*What is expected*
Set down exactly, with nothing added, the lines from the one containing "assert_eq!(stats.active_units, 2);" through the end of the entries.

Records from a dataset
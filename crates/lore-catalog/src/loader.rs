use crate::config::LoaderConfig;
use crate::error::CatalogError;
use crate::matcher::Candidate;
use crate::model::{SizeClass, TriggerPattern};
use crate::registry::Registry;

/// Lazy body access for Level 3 materialization. The catalog core never
/// touches document storage directly; adapters implement this seam.
pub trait BodyFetcher {
    /// Fetch the full body text for a unit id.
    ///
    /// # Errors
    ///
    /// Returns `NotFound` when no body is stored under the id.
    fn fetch_body(&self, id: &str) -> Result<String, CatalogError>;
}

/// Staged materialization levels, cheapest first.
#[derive(Debug, Clone, Copy, PartialEq, Eq)]
pub enum LoadLevel {
    /// Category name and one-line description for the categories touched
    /// by the top-K candidates.
    Gateway,
    /// Full per-unit metadata for the top-K candidates.
    Index,
    /// Complete body text for explicitly confirmed units, budget-guarded.
    Full,
}

#[derive(Debug, Clone, PartialEq, Eq)]
pub struct CategorySummary {
    pub name: String,
    pub description: String,
}

#[derive(Debug, Clone, PartialEq)]
pub struct UnitSummary {
    pub id: String,
    pub title: String,
    pub category_id: String,
    pub trigger_patterns: Vec<TriggerPattern>,
    pub related_unit_ids: Vec<String>,
    pub size_class: SizeClass,
}

#[derive(Debug, Clone, PartialEq, Eq)]
pub struct UnitContent {
    pub id: String,
    pub title: String,
    pub body: String,
}

#[derive(Debug, Clone, PartialEq)]
pub enum MaterializedContent {
    Gateway(Vec<CategorySummary>),
    Index(Vec<UnitSummary>),
    Full(Vec<UnitContent>),
}

/// Enforces the content budget while maximizing relevance. Pure with
/// respect to registry state: `load` never mutates anything.
pub struct ProgressiveLoader {
    config: LoaderConfig,
}

impl ProgressiveLoader {
    #[must_use]
    pub fn new(config: LoaderConfig) -> Self {
        Self { config }
    }

    /// Materialize candidates at the requested level.
    ///
    /// Levels 1 and 2 cover the top-K candidates; Level 3 treats the whole
    /// candidate slice as an explicit confirmation list and is rejected
    /// up front when it exceeds the configured maximum, before any body is
    /// fetched.
    ///
    /// # Errors
    ///
    /// `BudgetExceeded` for an oversized Level 3 request, `NotFound` when a
    /// candidate id or its body does not resolve.
    pub fn load(
        &self,
        registry: &Registry,
        candidates: &[Candidate],
        level: LoadLevel,
        fetcher: &dyn BodyFetcher,
    ) -> Result<MaterializedContent, CatalogError> {
        match level {
            LoadLevel::Gateway => self.load_gateway(registry, candidates),
            LoadLevel::Index => self.load_index(registry, candidates),
            LoadLevel::Full => self.load_full(registry, candidates, fetcher),
        }
    }

    fn load_gateway(
        &self,
        registry: &Registry,
        candidates: &[Candidate],
    ) -> Result<MaterializedContent, CatalogError> {
        let mut summaries: Vec<CategorySummary> = Vec::new();
        for candidate in candidates.iter().take(self.config.top_k) {
            let unit = registry.lookup_by_id(&candidate.unit_id)?;
            if summaries.iter().any(|s| s.name == unit.category_id) {
                continue;
            }
            let description = registry
                .category(&unit.category_id)
                .map(|c| c.description.clone())
                .unwrap_or_default();
            summaries.push(CategorySummary {
                name: unit.category_id.clone(),
                description,
            });
        }
        Ok(MaterializedContent::Gateway(summaries))
    }

    fn load_index(
        &self,
        registry: &Registry,
        candidates: &[Candidate],
    ) -> Result<MaterializedContent, CatalogError> {
        let mut summaries = Vec::new();
        for candidate in candidates.iter().take(self.config.top_k) {
            let unit = registry.lookup_by_id(&candidate.unit_id)?;
            summaries.push(UnitSummary {
                id: unit.id.clone(),
                title: unit.title.clone(),
                category_id: unit.category_id.clone(),
                trigger_patterns: unit.trigger_patterns.clone(),
                related_unit_ids: unit.related_unit_ids.iter().cloned().collect(),
                size_class: unit.size_class,
            });
        }
        Ok(MaterializedContent::Index(summaries))
    }

    fn load_full(
        &self,
        registry: &Registry,
        candidates: &[Candidate],
        fetcher: &dyn BodyFetcher,
    ) -> Result<MaterializedContent, CatalogError> {
        if candidates.len() > self.config.max_full_units {
            return Err(CatalogError::BudgetExceeded {
                requested: candidates.len(),
                max: self.config.max_full_units,
            });
        }
        let mut contents = Vec::with_capacity(candidates.len());
        for candidate in candidates {
            let unit = registry.lookup_by_id(&candidate.unit_id)?;
            let body = fetcher.fetch_body(&unit.id)?;
            contents.push(UnitContent {
                id: unit.id.clone(),
                title: unit.title.clone(),
                body,
            });
        }
        Ok(MaterializedContent::Full(contents))
    }
}
use std::collections::BTreeMap;
use std::sync::OnceLock;

use chrono::Utc;
use serde::{Deserialize, Serialize};

use crate::error::CatalogError;
use crate::index::CatalogIndex;
use crate::model::{CapabilityUnit, Category, UnitStatus};

/// Durable store of capability-unit metadata and category membership.
///
/// Single logical writer; reads may run concurrently. The derived
/// [`CatalogIndex`] is invalidated by every effective mutation and rebuilt
/// lazily on the next read.
#[derive(Debug, Default)]
pub struct Registry {
    units: BTreeMap<String, CapabilityUnit>,
    categories: BTreeMap<String, Category>,
    version: u64,
    index: OnceLock<CatalogIndex>,
}

/// Read-only aggregate counters exposed to callers.
#[derive(Debug, Clone, PartialEq, Eq)]
pub struct RegistryStats {
    pub active_units: usize,
    pub archived_units: usize,
    pub per_category: BTreeMap<String, usize>,
}

/// Serializable registry contents for the persistence seam. The index is
/// deliberately absent: it is always re-derivable from these collections.
#[derive(Debug, Clone, PartialEq, Serialize, Deserialize)]
pub struct Snapshot {
    pub version: u64,
    pub units: Vec<CapabilityUnit>,
    pub categories: Vec<Category>,
}

impl Registry {
    /// Register a new capability unit, creating its category on first use.
    ///
    /// Re-registering a definition-identical unit is an idempotent no-op
    /// (no version bump, no index invalidation).
    ///
    /// # Errors
    ///
    /// Returns `DuplicateId` if the id already exists with a different
    /// definition; ids are immutable once created, archived ones included.
    pub fn register(&mut self, unit: CapabilityUnit) -> Result<(), CatalogError> {
        if let Some(existing) = self.units.get(&unit.id) {
            if existing.is_active() && existing.same_definition(&unit) {
                tracing::debug!(id = %unit.id, "re-registration of identical unit, no-op");
                return Ok(());
            }
            return Err(CatalogError::DuplicateId(unit.id));
        }
        if unit.id.is_empty() {
            return Err(CatalogError::Invalid("unit id must not be empty".into()));
        }

        let mut unit = unit;
        unit.updated_at = Utc::now();

        let category = self
            .categories
            .entry(unit.category_id.clone())
            .or_insert_with(|| Category {
                name: unit.category_id.clone(),
                ..Category::default()
            });
        if !category.member_unit_ids.contains(&unit.id) {
            category.member_unit_ids.push(unit.id.clone());
        }

        tracing::info!(id = %unit.id, category = %unit.category_id, "registered capability unit");
        self.units.insert(unit.id.clone(), unit);
        self.touch();
        Ok(())
    }

    /// Archive a unit, optionally recording its successor. The unit stays
    /// resolvable by id but drops out of ranking.
    ///
    /// # Errors
    ///
    /// Returns `NotFound` for an unknown id.
    pub fn archive(
        &mut self,
        id: &str,
        superseded_by: Option<String>,
    ) -> Result<(), CatalogError> {
        let unit = self
            .units
            .get_mut(id)
            .ok_or_else(|| CatalogError::NotFound(id.to_string()))?;
        unit.status = UnitStatus::Archived { superseded_by };
        unit.updated_at = Utc::now();
        tracing::info!(id, "archived capability unit");
        self.touch();
        Ok(())
    }

    /// [`Registry::register`] guarded by an optimistic-concurrency check.
    ///
    /// # Errors
    ///
    /// Returns `ConcurrentModification` when the registry version moved
    /// since `expected_version` was read; callers retry.
    pub fn register_checked(
        &mut self,
        unit: CapabilityUnit,
        expected_version: u64,
    ) -> Result<(), CatalogError> {
        self.ensure_version(expected_version)?;
        self.register(unit)
    }

    /// [`Registry::archive`] guarded by an optimistic-concurrency check.
    ///
    /// # Errors
    ///
    /// Returns `ConcurrentModification` on a version mismatch, otherwise
    /// the same errors as `archive`.
    pub fn archive_checked(
        &mut self,
        id: &str,
        superseded_by: Option<String>,
        expected_version: u64,
    ) -> Result<(), CatalogError> {
        self.ensure_version(expected_version)?;
        self.archive(id, superseded_by)
    }

    /// Create or replace a category definition (description, discovery
    /// patterns). Existing membership is preserved.
    pub fn define_category(&mut self, category: Category) {
        let name = category.name.clone();
        let mut category = category;
        if let Some(existing) = self.categories.get(&name) {
            for id in &existing.member_unit_ids {
                if !category.member_unit_ids.contains(id) {
                    category.member_unit_ids.push(id.clone());
                }
            }
        }
        self.categories.insert(name, category);
        self.touch();
    }

    /// Resolve a unit by id, archived units included.
    ///
    /// # Errors
    ///
    /// Returns `NotFound` for an unknown id.
    pub fn lookup_by_id(&self, id: &str) -> Result<&CapabilityUnit, CatalogError> {
        self.units
            .get(id)
            .ok_or_else(|| CatalogError::NotFound(id.to_string()))
    }

    /// Ordered members of a category. Unknown categories yield an empty
    /// list, never an error: categories exist lazily.
    #[must_use]
    pub fn list_by_category(&self, category_id: &str) -> Vec<&CapabilityUnit> {
        let Some(category) = self.categories.get(category_id) else {
            return Vec::new();
        };
        category
            .member_unit_ids
            .iter()
            .filter_map(|id| self.units.get(id))
            .collect()
    }

    #[must_use]
    pub fn category(&self, name: &str) -> Option<&Category> {
        self.categories.get(name)
    }

    pub fn active_units(&self) -> impl Iterator<Item = &CapabilityUnit> {
        self.units.values().filter(|u| u.is_active())
    }

    pub fn categories(&self) -> impl Iterator<Item = &Category> {
        self.categories.values()
    }

    #[must_use]
    pub fn version(&self) -> u64 {
        self.version
    }

    #[must_use]
    pub fn stats(&self) -> RegistryStats {
        let active_units = self.units.values().filter(|u| u.is_active()).count();
        let per_category = self
            .categories
            .iter()
            .map(|(name, c)| (name.clone(), c.member_unit_ids.len()))
            .collect();
        RegistryStats {
            active_units,
            archived_units: self.units.len() - active_units,
            per_category,
        }
    }

    /// The derived trigger index, rebuilt on demand after mutations.
    pub fn index(&self) -> &CatalogIndex {
        self.index.get_or_init(|| CatalogIndex::build(self))
    }

    #[must_use]
    pub fn snapshot(&self) -> Snapshot {
        Snapshot {
            version: self.version,
            units: self.units.values().cloned().collect(),
            categories: self.categories.values().cloned().collect(),
        }
    }

    #[must_use]
    pub fn from_snapshot(snapshot: Snapshot) -> Self {
        Self {
            units: snapshot
                .units
                .into_iter()
                .map(|u| (u.id.clone(), u))
                .collect(),
            categories: snapshot
                .categories
                .into_iter()
                .map(|c| (c.name.clone(), c))
                .collect(),
            version: snapshot.version,
            index: OnceLock::new(),
        }
    }

    fn ensure_version(&self, expected: u64) -> Result<(), CatalogError> {
        if self.version == expected {
            Ok(())
        } else {
            Err(CatalogError::ConcurrentModification {
                expected,
                actual: self.version,
            })
        }
    }

    fn touch(&mut self) {
        self.version += 1;
        self.index = OnceLock::new();
    }
}

#[cfg(test)]
mod tests {
    use std::collections::BTreeSet;

    use super::*;
    use crate::model::{SizeClass, TriggerPattern};

    fn make_unit(id: &str, category: &str, triggers: &[&str]) -> CapabilityUnit {
        CapabilityUnit {
            id: id.into(),
            title: id.to_uppercase(),
            category_id: category.into(),
            trigger_patterns: triggers
                .iter()
                .map(|t| TriggerPattern::classify(t))
                .collect(),
            related_unit_ids: BTreeSet::new(),
            size_class: SizeClass::Small,
            status: UnitStatus::Active,
            updated_at: Utc::now(),
        }
    }

    #[test]
    fn register_and_lookup() {
        let mut registry = Registry::default();
        registry
            .register(make_unit("deploy-basics", "deployment", &["deploy"]))
            .unwrap();

        let unit = registry.lookup_by_id("deploy-basics").unwrap();
        assert_eq!(unit.title, "DEPLOY-BASICS");
        assert_eq!(registry.version(), 1);
    }

    #[test]
    fn register_creates_category_lazily() {
        let mut registry = Registry::default();
        assert!(registry.category("deployment").is_none());
        registry
            .register(make_unit("deploy-basics", "deployment", &["deploy"]))
            .unwrap();

        let category = registry.category("deployment").unwrap();
        assert_eq!(category.member_unit_ids, vec!["deploy-basics".to_string()]);
    }

    #[test]
    fn register_duplicate_active_id_fails() {
        let mut registry = Registry::default();
        registry
            .register(make_unit("deploy-basics", "deployment", &["deploy"]))
            .unwrap();

        let mut changed = make_unit("deploy-basics", "deployment", &["deploy"]);
        changed.title = "Different".into();
        let err = registry.register(changed).unwrap_err();
        assert!(matches!(err, CatalogError::DuplicateId(_)));
    }

    #[test]
    fn register_is_idempotent_for_identical_definition() {
        let mut registry = Registry::default();
        let unit = make_unit("deploy-basics", "deployment", &["deploy"]);
        registry.register(unit.clone()).unwrap();
        let version = registry.version();
        let snapshot = registry.snapshot();

        registry.register(unit).unwrap();
        assert_eq!(registry.version(), version);
        assert_eq!(registry.snapshot(), snapshot);
    }

    #[test]
    fn register_over_archived_id_fails() {
        let mut registry = Registry::default();
        registry
            .register(make_unit("deploy-basics", "deployment", &["deploy"]))
            .unwrap();
        registry.archive("deploy-basics", None).unwrap();

        let err = registry
            .register(make_unit("deploy-basics", "deployment", &["deploy"]))
            .unwrap_err();
        assert!(matches!(err, CatalogError::DuplicateId(_)));
    }

    #[test]
    fn archive_unknown_id_fails() {
        let mut registry = Registry::default();
        let err = registry.archive("ghost", None).unwrap_err();
        assert!(matches!(err, CatalogError::NotFound(_)));
    }

    #[test]
    fn archived_unit_still_resolves_by_id() {
        let mut registry = Registry::default();
        registry
            .register(make_unit("deploy-basics", "deployment", &["deploy"]))
            .unwrap();
        registry
            .archive("deploy-basics", Some("deploy-advanced".into()))
            .unwrap();

        let unit = registry.lookup_by_id("deploy-basics").unwrap();
        assert_eq!(
            unit.status,
            UnitStatus::Archived {
                superseded_by: Some("deploy-advanced".into())
            }
        );
        assert!(!unit.is_active());
    }

    #[test]
    fn list_by_unknown_category_is_empty() {
        let registry = Registry::default();
        assert!(registry.list_by_category("nope").is_empty());
    }

    #[test]
    fn list_by_category_preserves_registration_order() {
        let mut registry = Registry::default();
        registry
            .register(make_unit("z-unit", "ops", &["zeta"]))
            .unwrap();
        registry
            .register(make_unit("a-unit", "ops", &["alpha"]))
            .unwrap();

        let ids: Vec<_> = registry
            .list_by_category("ops")
            .iter()
            .map(|u| u.id.clone())
            .collect();
        assert_eq!(ids, vec!["z-unit".to_string(), "a-unit".to_string()]);
    }

    #[test]
    fn checked_mutations_detect_version_race() {
        let mut registry = Registry::default();
        let stale = registry.version();
        registry
            .register(make_unit("deploy-basics", "deployment", &["deploy"]))
            .unwrap();

        let err = registry
            .register_checked(make_unit("another", "deployment", &["other"]), stale)
            .unwrap_err();
        assert!(matches!(err, CatalogError::ConcurrentModification { .. }));

        let err = registry
            .archive_checked("deploy-basics", None, stale)
            .unwrap_err();
        assert!(matches!(err, CatalogError::ConcurrentModification { .. }));

        let current = registry.version();
        registry
            .archive_checked("deploy-basics", None, current)
            .unwrap();
    }

    #[test]
    fn stats_count_active_and_archived() {
        let mut registry = Registry::default();
        registry
            .register(make_unit("a", "ops", &["alpha"]))
            .unwrap();
        registry
            .register(make_unit("b", "ops", &["beta"]))
            .unwrap();
        registry
            .register(make_unit("c", "data", &["gamma"]))
            .unwrap();
        registry.archive("b", None).unwrap();

        let stats = registry.stats();
        assert_eq!(stats.active_units, 2);
        assert_eq!(stats.archived_units, 1);
        assert_eq!(stats.per_category.get("ops"), Some(&2));
        assert_eq!(stats.per_category.get("data"), Some(&1));
    }

    #[test]
    fn define_category_preserves_membership() {
        let mut registry = Registry::default();
        registry
            .register(make_unit("a", "ops", &["alpha"]))
            .unwrap();
        registry.define_category(Category {
            name: "ops".into(),
            description: "Operational guidance".into(),
            member_unit_ids: Vec::new(),
            discovery_patterns: vec!["ops-*".into()],
        });

        let category = registry.category("ops").unwrap();
        assert_eq!(category.description, "Operational guidance");
        assert_eq!(category.member_unit_ids, vec!["a".to_string()]);
    }

    #[test]
    fn snapshot_round_trip() {
        let mut registry = Registry::default();
        registry
            .register(make_unit("a", "ops", &["alpha"]))
            .unwrap();
        registry.archive("a", None).unwrap();

        let restored = Registry::from_snapshot(registry.snapshot());
        assert_eq!(restored.version(), registry.version());
        assert_eq!(restored.snapshot(), registry.snapshot());
    }

    #[test]
    fn empty_id_rejected() {
        let mut registry = Registry::default();
        let err = registry.register(make_unit("", "ops", &["x"])).unwrap_err();
        assert!(matches!(err, CatalogError::Invalid(_)));
    }
}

*Answer to the exercise*
        assert_eq!(stats.active_units, 2);
        assert_eq!(stats.archived_units, 1);
        assert_eq!(stats.per_category.get("ops"), Some(&2));
        assert_eq!(stats.per_category.get("data"), Some(&1));
    }

    #[test]
    fn define_category_preserves_membership() {
        let mut registry = Registry::default();
        registry
            .register(make_unit("a", "ops", &["alpha"]))
            .unwrap();
        registry.define_category(Category {
            name: "ops".into(),
            description: "Operational guidance".into(),
            member_unit_ids: Vec::new(),
            discovery_patterns: vec!["ops-*".into()],
        });

        let category = registry.category("ops").unwrap();
        assert_eq!(category.description, "Operational guidance");
        assert_eq!(category.member_unit_ids, vec!["a".to_string()]);
    }

    #[test]
    fn snapshot_round_trip() {
        let mut registry = Registry::default();
        registry
            .register(make_unit("a", "ops", &["alpha"]))
            .unwrap();
        registry.archive("a", None).unwrap();

        let restored = Registry::from_snapshot(registry.snapshot());
        assert_eq!(restored.version(), registry.version());
        assert_eq!(restored.snapshot(), registry.snapshot());
    }

    #[test]
    fn empty_id_rejected() {
        let mut registry = Registry::default();
        let err = registry.register(make_unit("", "ops", &["x"])).unwrap_err();
        assert!(matches!(err, CatalogError::Invalid(_)));
    }
}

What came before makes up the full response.